A Relevance Vector Machine (RVM) is a Bayesian sparse kernel method introduced by Michael Tipping in 2001. Like Support Vector Machines, RVMs use kernel functions to model non-linear relationships, but they take a fundamentally different approach: instead of finding maximum-margin hyperplanes, RVMs place a prior over the model weights and use Bayesian inference to determine which data points (the "relevance vectors") are most important for prediction.
The key advantage of RVMs over SVMs is sparsity — they typically use far fewer basis functions, producing faster predictions at test time. They also provide probabilistic outputs (calibrated uncertainty estimates), which SVMs do not naturally offer. The trade-off is that training an RVM can be more computationally expensive than training an SVM, and the solution is not guaranteed to be globally optimal.
What the Tutorial Covers
- Bayesian inference and the evidence framework
- How RVMs achieve sparsity compared to SVMs
- The relevance vector and automatic relevance determination
- Kernel functions and basis function selection
- Practical implementation considerations
Relevance Vector Machine vs Support Vector Machine
Both RVMs and SVMs are kernel-based methods for classification and regression, but they differ in important ways. SVMs minimise a regularised empirical risk and produce solutions defined by support vectors — data points that lie on or within the margin. RVMs instead maximise the marginal likelihood (type-II maximum likelihood) and prune irrelevant basis functions during training, yielding a much sparser model. Where an SVM might retain 30-50% of training points as support vectors, an RVM will typically use fewer than 5% as relevance vectors.
For a full introduction to SVMs, see the companion tutorial on Support Vector Machines Explained.
Relevance Vector Machines vs Gaussian Processes
Relevance Vector Machines and Gaussian Processes (GPs) are both Bayesian approaches to regression and classification that provide calibrated uncertainty estimates with each prediction. However, they differ significantly in how they achieve this. A Gaussian Process defines a distribution directly over functions and makes predictions by conditioning on the observed data, with computational cost that scales as O(n3) in the number of training points due to matrix inversion. RVMs, by contrast, place a prior over the model weights and use automatic relevance determination to prune the vast majority of basis functions during training — producing a sparse model that is much faster at test time.
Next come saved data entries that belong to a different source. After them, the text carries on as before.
//! Recursive tagged values for structured command output.
//!
//! Every command populates its result through a [`TypedValue`]: a closed sum
//! type holding one of seven scalar kinds or one of two recursive containers.
//! Commands never need to agree on an output schema up front; the renderer
//! walks whatever tree a command built.
//!
//! # Example
//!
//! ```
//! use std::collections::HashMap;
//! use uhs_core::value::{TypedValue, ValueType};
//!
//! let mut value = TypedValue::map();
//! assert!(value.set_key("balance", "$1.00"));
//! assert!(value.set_key("UTXOs", 3u64));
//!
//! assert_eq!(value.type_at_key("UTXOs"), ValueType::ULong);
//! assert_eq!(value.type_at_key("missing"), ValueType::Invalid);
//!
//! let map = value.get::<HashMap<String, TypedValue>>().expect("map-shaped");
//! assert_eq!(map.len(), 2);
//! ```

use std::collections::HashMap;
use std::fmt;

use serde::Serialize;

/// Text rendered in place of a value whose tag could not be resolved.
pub const UNKNOWN_DATA: &str = "Unknown data";

/// The tag of a [`TypedValue`].
///
/// `Invalid` is never the tag of a value itself; it is returned by the
/// nested introspection methods ([`TypedValue::type_at`] and
/// [`TypedValue::type_at_key`]) when the requested element does not exist.
#[derive(Debug, Clone, Copy, PartialEq, Eq, Hash)]
pub enum ValueType {
    /// No such element.
    Invalid,
    /// 32-bit signed integer.
    Int,
    /// 32-bit unsigned integer.
    UInt,
    /// 64-bit signed integer.
    Long,
    /// 64-bit unsigned integer.
    ULong,
    /// 32-bit float.
    Float,
    /// 64-bit float.
    Double,
    /// UTF-8 text.
    String,
    /// Ordered sequence of values.
    Array,
    /// Keyed mapping from text to values.
    Map,
}

impl ValueType {
    /// Lowercase name of the tag.
    #[must_use]
    pub const fn as_str(self) -> &'static str {
        match self {
            Self::Invalid => "invalid",
            Self::Int => "int",
            Self::UInt => "uint",
            Self::Long => "long",
            Self::ULong => "ulong",
            Self::Float => "float",
            Self::Double => "double",
            Self::String => "string",
            Self::Array => "array",
            Self::Map => "map",
        }
    }
}

impl fmt::Display for ValueType {
    fn fmt(&self, f: &mut fmt::Formatter<'_>) -> fmt::Result {
        f.write_str(self.as_str())
    }
}

/// A scalar or container value produced by a command.
///
/// Serializes untagged, so a map of scalars becomes a plain JSON object.
#[derive(Debug, Clone, PartialEq, Serialize)]
#[serde(untagged)]
pub enum TypedValue {
    /// 32-bit signed integer.
    Int(i32),
    /// 32-bit unsigned integer.
    UInt(u32),
    /// 64-bit signed integer.
    Long(i64),
    /// 64-bit unsigned integer.
    ULong(u64),
    /// 32-bit float.
    Float(f32),
    /// 64-bit float.
    Double(f64),
    /// UTF-8 text.
    String(String),
    /// Ordered sequence of values.
    Array(Vec<TypedValue>),
    /// Keyed mapping; iteration order is unspecified.
    Map(HashMap<String, TypedValue>),
}

impl TypedValue {
    /// An empty `Map`.
    #[must_use]
    pub fn map() -> Self {
        Self::Map(HashMap::new())
    }

    /// An empty `Array`.
    #[must_use]
    pub const fn array() -> Self {
        Self::Array(Vec::new())
    }

    /// Returns the current tag.
    #[must_use]
    pub const fn value_type(&self) -> ValueType {
        match self {
            Self::Int(_) => ValueType::Int,
            Self::UInt(_) => ValueType::UInt,
            Self::Long(_) => ValueType::Long,
            Self::ULong(_) => ValueType::ULong,
            Self::Float(_) => ValueType::Float,
            Self::Double(_) => ValueType::Double,
            Self::String(_) => ValueType::String,
            Self::Array(_) => ValueType::Array,
            Self::Map(_) => ValueType::Map,
        }
    }

    /// Returns a copy of the contained value if the tag matches `T`.
    ///
    /// There is no conversion between numeric widths: a `ULong` is never
    /// returned as `u32`.
    ///
    /// ```
    /// use uhs_core::value::TypedValue;
    ///
    /// let value = TypedValue::from(7u32);
    /// assert_eq!(value.get::<u32>(), Some(7));
    /// assert_eq!(value.get::<u64>(), None);
    /// assert_eq!(value.get::<i32>(), None);
    /// ```
    #[must_use]
    pub fn get<T: Narrow>(&self) -> Option<T> {
        T::narrow(self)
    }

    /// Tag of the element at `index`, or `Invalid` if this is not an
    /// `Array` or the index is out of range.
    #[must_use]
    pub fn type_at(&self, index: usize) -> ValueType {
        match self {
            Self::Array(items) => items
                .get(index)
                .map_or(ValueType::Invalid, Self::value_type),
            _ => ValueType::Invalid,
        }
    }

    /// Tag of the entry under `key`, or `Invalid` if this is not a `Map` or
    /// the key is absent.
    #[must_use]
    pub fn type_at_key(&self, key: &str) -> ValueType {
        match self {
            Self::Map(entries) => entries
                .get(key)
                .map_or(ValueType::Invalid, Self::value_type),
            _ => ValueType::Invalid,
        }
    }

    /// Replaces the whole value. Always succeeds.
    pub fn set(&mut self, value: impl Into<Self>) -> bool {
        *self = value.into();
        true
    }

    /// Replaces the element at `index`.
    ///
    /// Returns `false` without modifying anything if this is not an `Array`
    /// or `index` is out of bounds.
    pub fn set_at(&mut self, index: usize, value: impl Into<Self>) -> bool {
        match self {
            Self::Array(items) => match items.get_mut(index) {
                Some(slot) => {
                    *slot = value.into();
                    true
                }
                None => false,
            },
            _ => false,
        }
    }

    /// Inserts or overwrites the entry under `key`.
    ///
    /// Returns `false` without modifying anything if this is not a `Map`.
    pub fn set_key(&mut self, key: impl Into<String>, value: impl Into<Self>) -> bool {
        match self {
            Self::Map(entries) => {
                entries.insert(key.into(), value.into());
                true
            }
            _ => false,
        }
    }

    /// Borrow the elements if this is an `Array`.
    #[must_use]
    pub fn as_array(&self) -> Option<&[Self]> {
        match self {
            Self::Array(items) => Some(items.as_slice()),
            _ => None,
        }
    }

    /// Borrow the entries if this is a `Map`.
    #[must_use]
    pub const fn as_map(&self) -> Option<&HashMap<String, Self>> {
        match self {
            Self::Map(entries) => Some(entries),
            _ => None,
        }
    }

    /// Borrow the text if this is a `String`.
    #[must_use]
    pub fn as_str(&self) -> Option<&str> {
        match self {
            Self::String(s) => Some(s),
            _ => None,
        }
    }
}

impl Default for TypedValue {
    fn default() -> Self {
        Self::map()
    }
}

impl fmt::Display for TypedValue {
    fn fmt(&self, f: &mut fmt::Formatter<'_>) -> fmt::Result {
        f.write_str(&render(self))
    }
}

impl From<&str> for TypedValue {
    fn from(value: &str) -> Self {
        Self::String(value.to_string())
    }
}

mod sealed {
    pub trait Sealed {}
}

/// Types that a [`TypedValue`] can be narrowed to with [`TypedValue::get`].
///
/// Implemented for exactly the nine payload types and sealed against
/// further implementations.
pub trait Narrow: sealed::Sealed + Sized {
    /// The tag a value must carry to narrow to `Self`.
    const TYPE: ValueType;

    /// Copy the payload out if the tag matches.
    fn narrow(value: &TypedValue) -> Option<Self>;
}

macro_rules! typed_payload {
    ($ty:ty, $variant:ident) => {
        impl sealed::Sealed for $ty {}

        impl Narrow for $ty {
            const TYPE: ValueType = ValueType::$variant;

            #[allow(clippy::clone_on_copy)]
            fn narrow(value: &TypedValue) -> Option<Self> {
                match value {
                    TypedValue::$variant(inner) => Some(inner.clone()),
                    _ => None,
                }
            }
        }

        impl From<$ty> for TypedValue {
            fn from(value: $ty) -> Self {
                Self::$variant(value)
            }
        }
    };
}

typed_payload!(i32, Int);
typed_payload!(u32, UInt);
typed_payload!(i64, Long);
typed_payload!(u64, ULong);
typed_payload!(f32, Float);
typed_payload!(f64, Double);
typed_payload!(String, String);
typed_payload!(Vec<TypedValue>, Array);
typed_payload!(HashMap<String, TypedValue>, Map);

/// The standard text renderer.
///
/// - scalars use their `Display` form
/// - arrays render each element as `"<index> <element>"`, concatenated
/// - maps render each entry as `"<key> <value>\n"` in map order
///
/// ```
/// use uhs_core::value::{render, TypedValue};
///
/// let list = TypedValue::Array(vec!["a".into(), "b".into()]);
/// assert_eq!(render(&list), "0 a1 b");
/// ```
#[must_use]
pub fn render(value: &TypedValue) -> String {
    match value {
        TypedValue::Int(v) => v.to_string(),
        TypedValue::UInt(v) => v.to_string(),
        TypedValue::Long(v) => v.to_string(),
        TypedValue::ULong(v) => v.to_string(),
        TypedValue::Float(v) => v.to_string(),
        TypedValue::Double(v) => v.to_string(),
        TypedValue::String(v) => v.clone(),
        TypedValue::Array(items) => items
            .iter()
            .enumerate()
            .map(|(index, item)| format!("{index} {}", render(item)))
            .collect(),
        TypedValue::Map(entries) => entries
            .iter()
            .map(|(key, item)| format!("{key} {}\n", render(item)))
            .collect(),
    }
}

/// Renders the value as pretty-printed JSON.
#[must_use]
pub fn render_json(value: &TypedValue) -> String {
    serde_json::to_string_pretty(value).unwrap_or_else(|_| UNKNOWN_DATA.to_string())
}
In practice, GPs tend to give slightly better-calibrated uncertainty estimates on smooth problems, while RVMs excel where sparsity and fast prediction are valued — for instance in real-time applications or when the training set is large enough that full GP inference becomes prohibitive. Both methods require choosing a kernel function, though RVMs additionally learn which training points are "relevant" and discard the rest.
Download the full tutorial (PDF)
Why Are Relevance Vector Machines Sparse?
The sparsity of RVMs comes directly from their Bayesian treatment of the model weights. Each weight wi in the model is given its own precision (inverse variance) hyperparameter αi. During training, the evidence framework maximises the marginal likelihood — the probability of the data given the model, integrated over all possible weight values. This process, called automatic relevance determination (ARD), drives most of the αi values to infinity.
When a precision hyperparameter goes to infinity, the corresponding weight is forced to zero with certainty — the associated basis function (and the training point it represents) is effectively removed from the model. Only a small number of training points survive this pruning. These survivors are the relevance vectors, and they are typically far fewer than the support vectors retained by an SVM trained on the same data. Where an SVM might keep 30–50% of training points, an RVM often retains fewer than 5%.
This mechanism is what makes RVMs attractive for applications where fast prediction is important: fewer basis functions means fewer kernel evaluations at test time, leading to faster inference without sacrificing much accuracy.
RVM vs SVM vs Gaussian Process
| Method | What It Learns | Uncertainty | Sparsity | Typical Use Case | Main Trade-off |
|---|---|---|---|---|---|
| RVM | Sparse set of relevance vectors via Bayesian inference | Yes — full predictive distribution | Very high (typically <5% of training points) | Real-time prediction, embedded systems, probabilistic forecasting | Slower training; non-convex optimisation |
| SVM | Maximum-margin hyperplane defined by support vectors | No — deterministic outputs only | Moderate (30–50% of training points) | Classification with small-to-medium datasets | No uncertainty; less sparse than RVMs |
| Gaussian Process | Full posterior over functions conditioned on all data | Yes — well-calibrated posterior | None (uses all training points) | Small datasets where calibrated uncertainty matters | O(n³) training cost; does not scale to large datasets |
Frequently Asked Questions about Relevance Vector Machines
What is a relevance vector machine?
A Relevance Vector Machine (RVM) is a Bayesian sparse kernel method for classification and regression, introduced by Michael Tipping in 2001. It places a prior over model weights and uses the evidence framework to automatically prune irrelevant basis functions during training. The result is a sparse model defined by a small number of "relevance vectors" that provides probabilistic predictions with calibrated uncertainty estimates.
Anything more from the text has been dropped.